WORK INSTRUCTION >> All lines from the one with "position.clamp(self.min, self.max.max(self.min))" through the final line of the records below must be written out exactly, with no other text.

┄┄┄┄┄┄

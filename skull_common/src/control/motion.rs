//! Kinematic limits: velocity profile and travel range.

use serde::{Deserialize, Serialize};

use crate::consts::{ACCEL_MAX, ACCEL_MIN, SPEED_MAX, SPEED_MIN};

// ─── Motion Profile ─────────────────────────────────────────────────

/// Speed and ramp limits applied by the planner [steps/s, steps/s²].
#[derive(Debug, Clone, Copy, PartialEq, Serialize, Deserialize)]
pub struct MotionProfile {
    pub max_speed: f64,
    pub acceleration: f64,
    pub deceleration: f64,
}

impl MotionProfile {
    pub const fn new(max_speed: f64, acceleration: f64, deceleration: f64) -> Self {
        Self {
            max_speed,
            acceleration,
            deceleration,
        }
    }

    /// Applies a per-command override.
    ///
    /// Overridden values are clamped into the global parameter bounds and
    /// never exceed this profile; an acceleration override also sets the
    /// deceleration, so a command cannot brake harder than it accelerates.
    pub fn with_override(&self, ov: &ProfileOverride) -> Self {
        let mut out = *self;
        if let Some(speed) = ov.max_speed {
            out.max_speed = speed.clamp(SPEED_MIN, SPEED_MAX).min(self.max_speed);
        }
        if let Some(accel) = ov.acceleration {
            let accel = accel.clamp(ACCEL_MIN, ACCEL_MAX);
            out.acceleration = accel.min(self.acceleration);
            out.deceleration = accel.min(self.deceleration);
        }
        out
    }
}

/// Optional speed / acceleration carried by a single command.
#[derive(Debug, Clone, Copy, PartialEq, Default)]
pub struct ProfileOverride {
    pub max_speed: Option<f64>,
    pub acceleration: Option<f64>,
}

impl ProfileOverride {
    pub const NONE: Self = Self {
        max_speed: None,
        acceleration: None,
    };

    pub const fn new(max_speed: f64, acceleration: f64) -> Self {
        Self {
            max_speed: Some(max_speed),
            acceleration: Some(acceleration),
        }
    }
}

// ─── Position Limits ────────────────────────────────────────────────

/// Usable travel [steps], inclusive on both ends.
#[derive(Debug, Clone, Copy, PartialEq, Eq, Hash, Serialize, Deserialize)]
pub struct PositionLimits {
    pub min: i32,
    pub max: i32,
}

impl PositionLimits {
    pub const fn new(min: i32, max: i32) -> Self {
        Self { min, max }
    }

    /// Travel length `max − min` (0 for an inverted pair).
    #[inline]
    pub const fn range(&self) -> i32 {
        if self.max > self.min {
            self.max - self.min
        } else {
            0
        }
    }

    #[inline]
    pub const fn contains(&self, position: i32) -> bool {
        position >= self.min && position <= self.max
    }

    #[inline]
    pub fn clamp(&self, position: i32) -> i32 {
        position.clamp(self.min, self.max.max(self.min))
    }

    /// Position at `percent` of the range, in integer arithmetic.
    pub fn at_percent(&self, percent: u8) -> i32 {
        let pct = i64::from(percent.min(100));
        let offset = i64::from(self.range()) * pct / 100;
        self.min + offset as i32
    }

    /// Position at `value / full_scale` of the range, rounded to nearest.
    pub fn at_fraction(&self, value: u32, full_scale: u32) -> i32 {
        if full_scale == 0 {
            return self.min;
        }
        let value = u64::from(value.min(full_scale));
        let scale = u64::from(full_scale);
        let offset = (u64::from(self.range() as u32) * value + scale / 2) / scale;
        self.min + offset as i32
    }
}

┄┄┄┄┄┄

RESULT FOR THIS EXERCISE >>
        position.clamp(self.min, self.max.max(self.min))
    }

    /// Position at `percent` of the range, in integer arithmetic.
    pub fn at_percent(&self, percent: u8) -> i32 {
        let pct = i64::from(percent.min(100));
        let offset = i64::from(self.range()) * pct / 100;
        self.min + offset as i32
    }

    /// Position at `value / full_scale` of the range, rounded to nearest.
    pub fn at_fraction(&self, value: u32, full_scale: u32) -> i32 {
        if full_scale == 0 {
            return self.min;
        }
        let value = u64::from(value.min(full_scale));
        let scale = u64::from(full_scale);
        let offset = (u64::from(self.range() as u32) * value + scale / 2) / scale;
        self.min + offset as i32
    }
}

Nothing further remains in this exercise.